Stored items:

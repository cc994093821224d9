//! Domain methods for the file service client.
//!
//! Endpoints: `GET /api/upload/` (listing), `POST /api/upload/` (multipart,
//! repeated `file` parts) and `DELETE /api/delete/{id}/`.

use async_trait::async_trait;
use bytes::Bytes;
use mediashelf_core::{
    AppError, AppResult, CandidateFile, FileId, FileSource, RemoteFileService, StoredFile,
};
use reqwest::multipart::{Form, Part};

use crate::{ApiClient, API_PREFIX};

/// Multipart field every uploaded file is attached under
pub const UPLOAD_FIELD: &str = "file";

impl ApiClient {
    /// List every stored file
    pub async fn list_files(&self) -> AppResult<Vec<StoredFile>> {
        self.get(&format!("{}/upload/", API_PREFIX)).await
    }

    /// Upload a batch of candidates in a single multipart request
    pub async fn upload_files(&self, files: &[CandidateFile]) -> AppResult<()> {
        let mut form = Form::new();
        for file in files {
            form = form.part(UPLOAD_FIELD, build_part(file).await?);
        }

        tracing::debug!(count = files.len(), "Uploading batch");
        self.post_multipart(&format!("{}/upload/", API_PREFIX), form)
            .await
    }

    /// Delete a stored file by ID
    pub async fn delete_file(&self, id: &FileId) -> AppResult<()> {
        self.delete(&format!("{}/delete/{}/", API_PREFIX, id)).await
    }

    /// Download the bytes behind a (resolved) media URL
    pub async fn fetch_bytes(&self, url: &str) -> AppResult<Bytes> {
        self.get_bytes(url).await
    }
}

async fn build_part(file: &CandidateFile) -> AppResult<Part> {
    let data = match file.source() {
        FileSource::Path(path) => tokio::fs::read(path).await?,
        FileSource::Bytes(bytes) => bytes.to_vec(),
    };

    let part = Part::bytes(data).file_name(file.name().to_string());
    if file.mime_type().is_empty() {
        return Ok(part);
    }

    part.mime_str(file.mime_type()).map_err(|e| {
        AppError::InvalidInput(format!(
            "Invalid content type '{}' for {}: {}",
            file.mime_type(),
            file.name(),
            e
        ))
    })
}

#[async_trait]
impl RemoteFileService for ApiClient {
    async fn list(&self) -> AppResult<Vec<StoredFile>> {
        self.list_files().await
    }

    async fn create(&self, files: &[CandidateFile]) -> AppResult<()> {
        self.upload_files(files).await
    }

    async fn delete(&self, id: &FileId) -> AppResult<()> {
        self.delete_file(id).await
    }
}

#[cfg(test)]
mod tests {
    use super::*;
    use mediashelf_core::{ClientConfig, RenderStrategy};
    use mockito::Matcher;

    const LISTING: &str = r#"[
        {"id": 1, "file": "/media/uploads/cat.jpeg", "file_name": "cat.jpeg",
         "file_type": "jpeg", "file_size": 204800, "category": "image",
         "uploaded_at": "2024-03-01T10:15:30Z"},
        {"id": 2, "file": "http://cdn.example.com/song.mp3", "file_name": "song.mp3",
         "file_type": "mp3", "file_size": 512000, "category": "audio",
         "uploaded_at": "2024-03-02T08:00:00Z"}
    ]"#;

    async fn client_for(server: &mockito::ServerGuard) -> ApiClient {
        ApiClient::new(&ClientConfig::new(server.url())).unwrap()
    }

    #[tokio::test]
    async fn list_files_parses_listing() {
        let mut server = mockito::Server::new_async().await;
        let mock = server
            .mock("GET", "/api/upload/")
            .with_status(200)
            .with_header("content-type", "application/json")
            .with_body(LISTING)
            .create_async()
            .await;

        let client = client_for(&server).await;
        let files = client.list_files().await.unwrap();

        mock.assert_async().await;
        assert_eq!(files.len(), 2);
        assert_eq!(files[0].id, FileId::new("1"));
        assert_eq!(files[0].render_strategy(), RenderStrategy::Image);
        assert_eq!(files[1].render_strategy(), RenderStrategy::Audio);
    }

    #[tokio::test]
    async fn list_files_bad_json_is_decode_error() {
        let mut server = mockito::Server::new_async().await;
        server
            .mock("GET", "/api/upload/")
            .with_status(200)
            .with_body("not json")
            .create_async()
            .await;

        let client = client_for(&server).await;
        let err = client.list_files().await.unwrap_err();
        assert!(matches!(err, AppError::Decode(_)));
    }

    #[tokio::test]
    async fn upload_sends_every_file_under_the_same_field() {
        let mut server = mockito::Server::new_async().await;
        let mock = server
            .mock("POST", "/api/upload/")
            .match_header(
                "content-type",
                Matcher::Regex("^multipart/form-data; boundary=".to_string()),
            )
            .match_body(Matcher::AllOf(vec![
                Matcher::Regex(r#"name="file"; filename="a.png""#.to_string()),
                Matcher::Regex(r#"name="file"; filename="b.mp3""#.to_string()),
                Matcher::Regex("(?i)content-type: audio/mpeg".to_string()),
            ]))
            .with_status(201)
            .with_body("[]")
            .create_async()
            .await;

        let files = vec![
            CandidateFile::from_bytes("a.png", "image/png", Bytes::from_static(b"png-bytes")),
            CandidateFile::from_bytes("b.mp3", "audio/mpeg", Bytes::from_static(b"mp3-bytes")),
        ];

        let client = client_for(&server).await;
        client.upload_files(&files).await.unwrap();
        mock.assert_async().await;
    }

    #[tokio::test]
    async fn upload_rejected_by_server_is_status_error() {
        let mut server = mockito::Server::new_async().await;
        server
            .mock("POST", "/api/upload/")
            .with_status(400)
            .with_body(r#"{"error": "Invalid file type or MIME type"}"#)
            .create_async()
            .await;

        let files = vec![CandidateFile::from_bytes(
            "a.png",
            "image/png",
            Bytes::from_static(b"x"),
        )];

        let client = client_for(&server).await;
        let err = client.upload_files(&files).await.unwrap_err();
        match err {
            AppError::Status { status, body } => {
                assert_eq!(status, 400);
                assert!(body.contains("Invalid file type"));
            }
            other => panic!("unexpected error: {:?}", other),
        }
    }

    #[tokio::test]
    async fn upload_missing_path_fails_before_sending() {
        let server = mockito::Server::new_async().await;
        let files = vec![CandidateFile::new(
            "gone.png",
            200_000,
            "image/png",
            FileSource::Path("/definitely/not/here/gone.png".into()),
        )];

        let client = client_for(&server).await;
        let err = client.upload_files(&files).await.unwrap_err();
        assert!(matches!(err, AppError::Io(_)));
    }

    #[tokio::test]
    async fn delete_file_hits_delete_endpoint() {
        let mut server = mockito::Server::new_async().await;
        let mock = server
            .mock("DELETE", "/api/delete/42/")
            .with_status(204)
            .create_async()
            .await;

        let client = client_for(&server).await;
        RemoteFileService::delete(&client, &FileId::new("42"))
            .await
            .unwrap();
        mock.assert_async().await;
    }

    #[tokio::test]
    async fn delete_missing_file_is_status_error() {
        let mut server = mockito::Server::new_async().await;
        server
            .mock("DELETE", "/api/delete/9/")
            .with_status(404)
            .with_body(r#"{"error": "File not found"}"#)
            .create_async()
            .await;

        let client = client_for(&server).await;
        let err = client.delete_file(&FileId::new("9")).await.unwrap_err();
        assert!(matches!(err, AppError::Status { status: 404, .. }));
    }

    #[tokio::test]
    async fn fetch_bytes_returns_body_and_checks_status() {
        let mut server = mockito::Server::new_async().await;
        server
            .mock("GET", "/media/uploads/cat.jpeg")
            .with_status(200)
            .with_body(b"jpeg-data".to_vec())
            .create_async()
            .await;
        server
            .mock("GET", "/media/uploads/missing.jpeg")
            .with_status(404)
            .create_async()
            .await;

        let client = client_for(&server).await;
        let data = client
            .fetch_bytes(&format!("{}/media/uploads/cat.jpeg", server.url()))
            .await
            .unwrap();
        assert_eq!(&data[..], b"jpeg-data");

        let err = client
            .fetch_bytes(&format!("{}/media/uploads/missing.jpeg", server.url()))
            .await
            .unwrap_err();
        assert!(matches!(err, AppError::Status { status: 404, .. }));
    }
}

Requirement: Exactly as shown, repeat every record.

Completed task:
repository cc994093821224d9
//! Domain methods for the file service client.
//!
//! Endpoints: `GET /api/upload/` (listing), `POST /api/upload/` (multipart,
//! repeated `file` parts) and `DELETE /api/delete/{id}/`.

use async_trait::async_trait;
use bytes::Bytes;
use mediashelf_core::{
    AppError, AppResult, CandidateFile, FileId, FileSource, RemoteFileService, StoredFile,
};
use reqwest::multipart::{Form, Part};

use crate::{ApiClient, API_PREFIX};

/// Multipart field every uploaded file is attached under
pub const UPLOAD_FIELD: &str = "file";

impl ApiClient {
    /// List every stored file
    pub async fn list_files(&self) -> AppResult<Vec<StoredFile>> {
        self.get(&format!("{}/upload/", API_PREFIX)).await
    }

    /// Upload a batch of candidates in a single multipart request
    pub async fn upload_files(&self, files: &[CandidateFile]) -> AppResult<()> {
        let mut form = Form::new();
        for file in files {
            form = form.part(UPLOAD_FIELD, build_part(file).await?);
        }

        tracing::debug!(count = files.len(), "Uploading batch");
        self.post_multipart(&format!("{}/upload/", API_PREFIX), form)
            .await
    }

    /// Delete a stored file by ID
    pub async fn delete_file(&self, id: &FileId) -> AppResult<()> {
        self.delete(&format!("{}/delete/{}/", API_PREFIX, id)).await
    }

    /// Download the bytes behind a (resolved) media URL
    pub async fn fetch_bytes(&self, url: &str) -> AppResult<Bytes> {
        self.get_bytes(url).await
    }
}

async fn build_part(file: &CandidateFile) -> AppResult<Part> {
    let data = match file.source() {
        FileSource::Path(path) => tokio::fs::read(path).await?,
        FileSource::Bytes(bytes) => bytes.to_vec(),
    };

    let part = Part::bytes(data).file_name(file.name().to_string());
    if file.mime_type().is_empty() {
        return Ok(part);
    }

    part.mime_str(file.mime_type()).map_err(|e| {
        AppError::InvalidInput(format!(
            "Invalid content type '{}' for {}: {}",
            file.mime_type(),
            file.name(),
            e
        ))
    })
}

#[async_trait]
impl RemoteFileService for ApiClient {
    async fn list(&self) -> AppResult<Vec<StoredFile>> {
        self.list_files().await
    }

    async fn create(&self, files: &[CandidateFile]) -> AppResult<()> {
        self.upload_files(files).await
    }

    async fn delete(&self, id: &FileId) -> AppResult<()> {
        self.delete_file(id).await
    }
}

#[cfg(test)]
mod tests {
    use super::*;
    use mediashelf_core::{ClientConfig, RenderStrategy};
    use mockito::Matcher;

    const LISTING: &str = r#"[
        {"id": 1, "file": "/media/uploads/cat.jpeg", "file_name": "cat.jpeg",
         "file_type": "jpeg", "file_size": 204800, "category": "image",
         "uploaded_at": "2024-03-01T10:15:30Z"},
        {"id": 2, "file": "http://cdn.example.com/song.mp3", "file_name": "song.mp3",
         "file_type": "mp3", "file_size": 512000, "category": "audio",
         "uploaded_at": "2024-03-02T08:00:00Z"}
    ]"#;

    async fn client_for(server: &mockito::ServerGuard) -> ApiClient {
        ApiClient::new(&ClientConfig::new(server.url())).unwrap()
    }

    #[tokio::test]
    async fn list_files_parses_listing() {
        let mut server = mockito::Server::new_async().await;
        let mock = server
            .mock("GET", "/api/upload/")
            .with_status(200)
            .with_header("content-type", "application/json")
            .with_body(LISTING)
            .create_async()
            .await;

        let client = client_for(&server).await;
        let files = client.list_files().await.unwrap();

        mock.assert_async().await;
        assert_eq!(files.len(), 2);
        assert_eq!(files[0].id, FileId::new("1"));
        assert_eq!(files[0].render_strategy(), RenderStrategy::Image);
        assert_eq!(files[1].render_strategy(), RenderStrategy::Audio);
    }

    #[tokio::test]
    async fn list_files_bad_json_is_decode_error() {
        let mut server = mockito::Server::new_async().await;
        server
            .mock("GET", "/api/upload/")
            .with_status(200)
            .with_body("not json")
            .create_async()
            .await;

        let client = client_for(&server).await;
        let err = client.list_files().await.unwrap_err();
        assert!(matches!(err, AppError::Decode(_)));
    }

    #[tokio::test]
    async fn upload_sends_every_file_under_the_same_field() {
        let mut server = mockito::Server::new_async().await;
        let mock = server
            .mock("POST", "/api/upload/")
            .match_header(
                "content-type",
                Matcher::Regex("^multipart/form-data; boundary=".to_string()),
            )
            .match_body(Matcher::AllOf(vec![
                Matcher::Regex(r#"name="file"; filename="a.png""#.to_string()),
                Matcher::Regex(r#"name="file"; filename="b.mp3""#.to_string()),
                Matcher::Regex("(?i)content-type: audio/mpeg".to_string()),
            ]))
            .with_status(201)
            .with_body("[]")
            .create_async()
            .await;

        let files = vec![
            CandidateFile::from_bytes("a.png", "image/png", Bytes::from_static(b"png-bytes")),
            CandidateFile::from_bytes("b.mp3", "audio/mpeg", Bytes::from_static(b"mp3-bytes")),
        ];

        let client = client_for(&server).await;
        client.upload_files(&files).await.unwrap();
        mock.assert_async().await;
    }

    #[tokio::test]
    async fn upload_rejected_by_server_is_status_error() {
        let mut server = mockito::Server::new_async().await;
        server
            .mock("POST", "/api/upload/")
            .with_status(400)
            .with_body(r#"{"error": "Invalid file type or MIME type"}"#)
            .create_async()
            .await;

        let files = vec![CandidateFile::from_bytes(
            "a.png",
            "image/png",
            Bytes::from_static(b"x"),
        )];

        let client = client_for(&server).await;
        let err = client.upload_files(&files).await.unwrap_err();
        match err {
            AppError::Status { status, body } => {
                assert_eq!(status, 400);
                assert!(body.contains("Invalid file type"));
            }
            other => panic!("unexpected error: {:?}", other),
        }
    }

    #[tokio::test]
    async fn upload_missing_path_fails_before_sending() {
        let server = mockito::Server::new_async().await;
        let files = vec![CandidateFile::new(
            "gone.png",
            200_000,
            "image/png",
            FileSource::Path("/definitely/not/here/gone.png".into()),
        )];

        let client = client_for(&server).await;
        let err = client.upload_files(&files).await.unwrap_err();
        assert!(matches!(err, AppError::Io(_)));
    }

    #[tokio::test]
    async fn delete_file_hits_delete_endpoint() {
        let mut server = mockito::Server::new_async().await;
        let mock = server
            .mock("DELETE", "/api/delete/42/")
            .with_status(204)
            .create_async()
            .await;

        let client = client_for(&server).await;
        RemoteFileService::delete(&client, &FileId::new("42"))
            .await
            .unwrap();
        mock.assert_async().await;
    }

    #[tokio::test]
    async fn delete_missing_file_is_status_error() {
        let mut server = mockito::Server::new_async().await;
        server
            .mock("DELETE", "/api/delete/9/")
            .with_status(404)
            .with_body(r#"{"error": "File not found"}"#)
            .create_async()
            .await;

        let client = client_for(&server).await;
        let err = client.delete_file(&FileId::new("9")).await.unwrap_err();
        assert!(matches!(err, AppError::Status { status: 404, .. }));
    }

    #[tokio::test]
    async fn fetch_bytes_returns_body_and_checks_status() {
        let mut server = mockito::Server::new_async().await;
        server
            .mock("GET", "/media/uploads/cat.jpeg")
            .with_status(200)
            .with_body(b"jpeg-data".to_vec())
            .create_async()
            .await;
        server
            .mock("GET", "/media/uploads/missing.jpeg")
            .with_status(404)
            .create_async()
            .await;

        let client = client_for(&server).await;
        let data = client
            .fetch_bytes(&format!("{}/media/uploads/cat.jpeg", server.url()))
            .await
            .unwrap();
        assert_eq!(&data[..], b"jpeg-data");

        let err = client
            .fetch_bytes(&format!("{}/media/uploads/missing.jpeg", server.url()))
            .await
            .unwrap_err();
        assert!(matches!(err, AppError::Status { status: 404, .. }));
    }
}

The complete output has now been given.